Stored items
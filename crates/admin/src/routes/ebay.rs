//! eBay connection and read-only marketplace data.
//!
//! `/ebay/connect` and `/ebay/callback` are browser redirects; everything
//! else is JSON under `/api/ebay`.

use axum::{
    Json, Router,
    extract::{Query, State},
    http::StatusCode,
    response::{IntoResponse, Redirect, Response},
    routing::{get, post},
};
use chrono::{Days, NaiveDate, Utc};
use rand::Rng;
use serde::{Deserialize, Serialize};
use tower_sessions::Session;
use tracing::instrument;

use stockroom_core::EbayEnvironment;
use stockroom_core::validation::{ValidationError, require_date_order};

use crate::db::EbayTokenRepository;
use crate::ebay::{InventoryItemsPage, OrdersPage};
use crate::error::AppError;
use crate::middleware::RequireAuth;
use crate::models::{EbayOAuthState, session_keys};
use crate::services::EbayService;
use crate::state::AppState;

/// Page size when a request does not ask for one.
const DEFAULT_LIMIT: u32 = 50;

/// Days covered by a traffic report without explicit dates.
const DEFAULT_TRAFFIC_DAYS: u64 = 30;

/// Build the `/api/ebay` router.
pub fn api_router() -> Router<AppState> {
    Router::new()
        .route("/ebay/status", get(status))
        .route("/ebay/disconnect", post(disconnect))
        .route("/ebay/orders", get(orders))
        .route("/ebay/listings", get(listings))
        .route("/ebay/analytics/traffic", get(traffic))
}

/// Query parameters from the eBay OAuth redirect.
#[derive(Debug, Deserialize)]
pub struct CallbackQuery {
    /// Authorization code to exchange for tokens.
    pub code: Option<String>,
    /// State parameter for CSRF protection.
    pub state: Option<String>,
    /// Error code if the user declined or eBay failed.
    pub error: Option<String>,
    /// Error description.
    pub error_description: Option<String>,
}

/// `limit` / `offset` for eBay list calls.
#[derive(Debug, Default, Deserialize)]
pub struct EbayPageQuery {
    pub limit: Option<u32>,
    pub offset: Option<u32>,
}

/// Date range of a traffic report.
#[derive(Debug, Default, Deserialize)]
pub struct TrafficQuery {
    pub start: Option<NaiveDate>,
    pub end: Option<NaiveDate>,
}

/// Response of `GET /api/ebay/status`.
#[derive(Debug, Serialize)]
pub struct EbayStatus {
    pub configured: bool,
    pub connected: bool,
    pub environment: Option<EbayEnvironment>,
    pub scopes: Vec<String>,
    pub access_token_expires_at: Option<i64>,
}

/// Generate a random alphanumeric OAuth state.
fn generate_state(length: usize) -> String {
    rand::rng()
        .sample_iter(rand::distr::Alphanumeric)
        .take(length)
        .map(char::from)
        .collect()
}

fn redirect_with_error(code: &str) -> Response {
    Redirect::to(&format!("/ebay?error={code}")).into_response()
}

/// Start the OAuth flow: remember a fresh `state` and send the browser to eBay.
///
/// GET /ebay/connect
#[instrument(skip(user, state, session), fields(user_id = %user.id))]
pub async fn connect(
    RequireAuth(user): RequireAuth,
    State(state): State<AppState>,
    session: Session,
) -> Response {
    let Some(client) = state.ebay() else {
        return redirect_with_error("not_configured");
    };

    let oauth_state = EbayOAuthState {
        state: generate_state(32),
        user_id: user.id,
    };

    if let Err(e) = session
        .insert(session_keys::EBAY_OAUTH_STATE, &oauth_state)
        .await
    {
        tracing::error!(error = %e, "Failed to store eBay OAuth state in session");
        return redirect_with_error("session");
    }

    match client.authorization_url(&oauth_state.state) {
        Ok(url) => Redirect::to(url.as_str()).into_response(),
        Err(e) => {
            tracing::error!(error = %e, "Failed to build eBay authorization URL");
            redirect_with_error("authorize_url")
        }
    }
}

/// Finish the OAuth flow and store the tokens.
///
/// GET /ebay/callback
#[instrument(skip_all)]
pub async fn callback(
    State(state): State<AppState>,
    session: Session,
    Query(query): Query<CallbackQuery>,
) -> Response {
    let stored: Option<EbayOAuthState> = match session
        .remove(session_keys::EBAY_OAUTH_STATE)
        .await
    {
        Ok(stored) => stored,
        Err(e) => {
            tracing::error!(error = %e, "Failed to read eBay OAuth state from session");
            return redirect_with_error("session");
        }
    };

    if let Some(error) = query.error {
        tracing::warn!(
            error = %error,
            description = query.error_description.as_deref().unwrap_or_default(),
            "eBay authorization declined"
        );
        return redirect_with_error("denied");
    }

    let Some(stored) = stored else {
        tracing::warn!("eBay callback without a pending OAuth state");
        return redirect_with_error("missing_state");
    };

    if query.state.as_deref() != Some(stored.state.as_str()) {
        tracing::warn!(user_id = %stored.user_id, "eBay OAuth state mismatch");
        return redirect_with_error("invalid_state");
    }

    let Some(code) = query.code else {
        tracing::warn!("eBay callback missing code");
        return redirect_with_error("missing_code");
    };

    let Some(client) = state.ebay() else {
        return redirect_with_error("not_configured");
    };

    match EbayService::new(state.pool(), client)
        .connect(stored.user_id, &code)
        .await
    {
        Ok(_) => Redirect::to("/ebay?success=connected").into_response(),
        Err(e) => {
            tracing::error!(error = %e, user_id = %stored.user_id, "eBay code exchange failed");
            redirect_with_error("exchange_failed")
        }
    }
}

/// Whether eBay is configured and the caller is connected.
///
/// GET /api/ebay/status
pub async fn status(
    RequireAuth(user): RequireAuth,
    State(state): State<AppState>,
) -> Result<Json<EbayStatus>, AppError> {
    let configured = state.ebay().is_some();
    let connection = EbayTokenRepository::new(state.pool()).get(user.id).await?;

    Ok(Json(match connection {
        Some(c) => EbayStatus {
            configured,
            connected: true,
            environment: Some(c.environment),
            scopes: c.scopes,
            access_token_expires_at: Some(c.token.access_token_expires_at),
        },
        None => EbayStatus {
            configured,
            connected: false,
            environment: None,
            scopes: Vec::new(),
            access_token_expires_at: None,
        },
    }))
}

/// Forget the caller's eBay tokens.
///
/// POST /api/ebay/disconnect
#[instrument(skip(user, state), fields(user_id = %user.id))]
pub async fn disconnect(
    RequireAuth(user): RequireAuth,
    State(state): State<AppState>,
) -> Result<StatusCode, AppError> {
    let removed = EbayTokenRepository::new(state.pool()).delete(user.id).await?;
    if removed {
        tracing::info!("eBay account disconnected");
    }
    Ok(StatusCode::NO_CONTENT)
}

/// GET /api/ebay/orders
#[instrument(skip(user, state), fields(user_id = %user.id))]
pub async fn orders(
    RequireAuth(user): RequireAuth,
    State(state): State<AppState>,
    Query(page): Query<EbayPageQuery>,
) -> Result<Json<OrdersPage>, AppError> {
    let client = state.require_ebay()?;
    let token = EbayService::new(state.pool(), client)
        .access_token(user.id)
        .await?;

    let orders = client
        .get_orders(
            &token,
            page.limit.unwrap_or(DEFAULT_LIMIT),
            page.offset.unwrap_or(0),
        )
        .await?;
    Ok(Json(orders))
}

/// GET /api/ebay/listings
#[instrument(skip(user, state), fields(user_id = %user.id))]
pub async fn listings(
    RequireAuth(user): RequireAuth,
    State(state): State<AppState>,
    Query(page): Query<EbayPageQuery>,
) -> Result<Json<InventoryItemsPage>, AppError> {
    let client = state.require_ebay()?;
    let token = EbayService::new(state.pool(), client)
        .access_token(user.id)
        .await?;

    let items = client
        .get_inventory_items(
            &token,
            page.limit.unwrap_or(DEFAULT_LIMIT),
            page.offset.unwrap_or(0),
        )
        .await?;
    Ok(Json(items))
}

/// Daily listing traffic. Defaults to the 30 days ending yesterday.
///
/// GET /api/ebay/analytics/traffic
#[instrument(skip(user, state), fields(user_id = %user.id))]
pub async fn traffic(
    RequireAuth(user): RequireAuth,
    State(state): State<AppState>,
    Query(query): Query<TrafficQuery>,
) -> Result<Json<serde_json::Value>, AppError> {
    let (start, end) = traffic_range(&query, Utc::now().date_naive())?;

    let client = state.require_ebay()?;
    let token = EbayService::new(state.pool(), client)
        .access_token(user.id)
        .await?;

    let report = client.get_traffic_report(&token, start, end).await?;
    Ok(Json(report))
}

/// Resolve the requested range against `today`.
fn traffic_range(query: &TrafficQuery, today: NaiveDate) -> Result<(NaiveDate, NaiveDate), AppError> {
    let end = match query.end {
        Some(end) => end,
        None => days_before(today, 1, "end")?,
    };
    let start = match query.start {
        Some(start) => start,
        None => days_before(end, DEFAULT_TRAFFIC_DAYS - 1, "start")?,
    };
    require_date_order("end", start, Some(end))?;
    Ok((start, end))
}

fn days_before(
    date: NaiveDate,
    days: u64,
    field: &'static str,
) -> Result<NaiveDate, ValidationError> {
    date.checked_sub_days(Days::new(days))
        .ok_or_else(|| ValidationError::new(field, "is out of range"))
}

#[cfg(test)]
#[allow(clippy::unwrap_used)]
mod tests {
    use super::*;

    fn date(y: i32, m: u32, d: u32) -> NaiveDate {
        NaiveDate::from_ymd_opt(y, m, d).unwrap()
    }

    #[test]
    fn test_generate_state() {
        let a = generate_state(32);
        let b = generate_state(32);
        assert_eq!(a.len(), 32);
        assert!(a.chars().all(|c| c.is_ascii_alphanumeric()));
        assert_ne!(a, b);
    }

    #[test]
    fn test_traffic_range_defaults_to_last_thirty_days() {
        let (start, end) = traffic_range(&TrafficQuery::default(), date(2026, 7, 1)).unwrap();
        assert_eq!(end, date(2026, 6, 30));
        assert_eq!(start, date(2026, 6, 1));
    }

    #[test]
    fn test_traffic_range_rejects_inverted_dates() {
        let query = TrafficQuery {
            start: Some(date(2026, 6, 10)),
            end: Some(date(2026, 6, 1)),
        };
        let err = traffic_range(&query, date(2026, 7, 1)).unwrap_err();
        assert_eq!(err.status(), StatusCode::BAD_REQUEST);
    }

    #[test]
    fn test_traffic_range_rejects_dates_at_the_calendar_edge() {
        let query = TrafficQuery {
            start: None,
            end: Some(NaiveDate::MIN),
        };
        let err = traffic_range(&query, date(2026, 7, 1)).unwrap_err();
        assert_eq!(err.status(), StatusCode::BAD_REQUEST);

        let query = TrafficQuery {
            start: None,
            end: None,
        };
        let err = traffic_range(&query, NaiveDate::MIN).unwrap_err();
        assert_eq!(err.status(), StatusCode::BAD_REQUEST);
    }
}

## [Exercise brief]
Every line above that carries the string "tokens" should be copied.

## [Task answer]
    /// Authorization code to exchange for tokens.
/// Finish the OAuth flow and store the tokens.
/// Forget the caller's eBay tokens.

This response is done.